Supporting mechanism and robot system

Technical Field

The utility model relates to a robotic system's technical field, in particular to supporting mechanism and robotic system.

Background

Vascular diseases, especially cardiovascular diseases, can be treated in various ways. Surgery, such as heart bypass surgery, is one method for treating cardiovascular disease. However, in some cases, vascular disease may be treated with catheter-based interventional procedures, such as angioplasty. Catheter-based interventions are generally considered less invasive than surgery.

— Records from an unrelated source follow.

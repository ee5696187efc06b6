//! Display limit options
//!
//! The selectable caps on how many rows the live view retains.

use serde::{Deserialize, Serialize};

use crate::errors::{LiveLogError, Result};

/// 默认显示条数
pub const DEFAULT_DISPLAY_LIMIT: usize = 100;

/// 可选的显示上限（value/label 对）
#[derive(Debug, Clone, PartialEq, Eq, Serialize, Deserialize)]
pub struct LimitOption {
    pub value: usize,
    pub label: String,
}

impl LimitOption {
    pub fn new(value: usize, label: impl Into<String>) -> Self {
        Self {
            value,
            label: label.into(),
        }
    }
}

/// 默认选项列表
pub fn default_limit_options() -> Vec<LimitOption> {
    [50, 100, 200, 500, 1000]
        .into_iter()
        .map(|v| LimitOption::new(v, v.to_string()))
        .collect()
}

/// Current display limit plus the enumerated options it can step through.
#[derive(Debug, Clone)]
pub struct DisplayLimit {
    options: Vec<LimitOption>,
    value: usize,
}

impl DisplayLimit {
    /// Options are sorted by value; zero-valued options are rejected.
    pub fn new(mut options: Vec<LimitOption>, default: usize) -> Result<Self> {
        if options.is_empty() {
            return Err(LiveLogError::validation("limit options must not be empty"));
        }
        if options.iter().any(|o| o.value == 0) {
            return Err(LiveLogError::validation("limit options must be positive"));
        }
        if default == 0 {
            return Err(LiveLogError::validation("default limit must be positive"));
        }
        options.sort_by_key(|o| o.value);
        options.dedup_by_key(|o| o.value);
        Ok(Self {
            options,
            value: default,
        })
    }

    pub fn value(&self) -> usize {
        self.value
    }

    pub fn options(&self) -> &[LimitOption] {
        &self.options
    }

    /// Label of the current value, falling back to the number itself.
    pub fn label(&self) -> String {
        self.options
            .iter()
            .find(|o| o.value == self.value)
            .map(|o| o.label.clone())
            .unwrap_or_else(|| self.value.to_string())
    }

    pub fn set(&mut self, value: usize) -> Result<()> {
        if value == 0 {
            return Err(LiveLogError::validation("display limit must be positive"));
        }
        self.value = value;
        Ok(())
    }

    /// Step to the smallest option above the current value.
    pub fn next(&mut self) -> usize {
        if let Some(opt) = self.options.iter().find(|o| o.value > self.value) {
            self.value = opt.value;
        }
        self.value
    }

    /// Step to the largest option below the current value.
    pub fn prev(&mut self) -> usize {
        if let Some(opt) = self.options.iter().rev().find(|o| o.value < self.value) {
            self.value = opt.value;
        }
        self.value
    }
}

impl Default for DisplayLimit {
    fn default() -> Self {
        Self {
            options: default_limit_options(),
            value: DEFAULT_DISPLAY_LIMIT,
        }
    }
}

#[cfg(test)]
mod tests {
    use super::*;

    #[test]
    fn test_default_is_100() {
        let limit = DisplayLimit::default();
        assert_eq!(limit.value(), 100);
        assert_eq!(limit.label(), "100");
    }

    #[test]
    fn test_step_through_options() {
        let mut limit = DisplayLimit::default();
        assert_eq!(limit.next(), 200);
        assert_eq!(limit.next(), 500);
        assert_eq!(limit.next(), 1000);
        assert_eq!(limit.next(), 1000);
        assert_eq!(limit.prev(), 500);

        limit.set(75).unwrap();
        assert_eq!(limit.label(), "75");
        assert_eq!(limit.prev(), 50);
        assert_eq!(limit.prev(), 50);
    }

    #[test]
    fn test_rejects_zero_and_empty() {
        assert!(DisplayLimit::new(vec![], 100).is_err());
        assert!(DisplayLimit::new(vec![LimitOption::new(0, "0")], 100).is_err());
        assert!(DisplayLimit::new(default_limit_options(), 0).is_err());
        assert!(DisplayLimit::default().set(0).is_err());
    }

    #[test]
    fn test_custom_labels_are_sorted() {
        let limit = DisplayLimit::new(
            vec![LimitOption::new(500, "Max"), LimitOption::new(10, "Few")],
            10,
        )
        .unwrap();
        assert_eq!(limit.options()[0].label, "Few");
        assert_eq!(limit.label(), "Few");
    }
}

In one type of interventional approach, a guide catheter is inserted through an introducer into the femoral artery of a patient and positioned adjacent to the coronary ostium of the patient's heart. A guidewire is typically inserted into the guide catheter through the hemostatic valve and maneuvered through the patient's arterial system until the guidewire reaches the lesion site. The working catheter is then moved along the guidewire until the working catheter (such as a balloon and stent) is positioned adjacent the lesion to open the occlusion site to allow increased blood flow adjacent the lesion. In addition to cardiovascular diseases, other diseases may be treated by catheterization.

The existing catheter conveying device needs to be fixed through a mechanical arm which is fixed on an operation sickbed, and the mechanical arm is inconvenient to mount in the actual use process, so that a supporting mechanism connected with the sickbed is needed.

Disclosure of Invention

An object of the utility model is to overcome above-mentioned prior art not enough, provide a supporting mechanism and robot system, it aims at solving among the prior art not having the supporting mechanism's that is connected with the sick bed technical problem.

In order to achieve the purpose, the utility model provides a supporting mechanism, be in including support frame body and setting the draw-in groove and the rotatable setting of support frame body bottom are in the cam spanner of support frame body bottom, draw-in groove and bed sliding connection come to fix supporting mechanism through the rotation of cam spanner.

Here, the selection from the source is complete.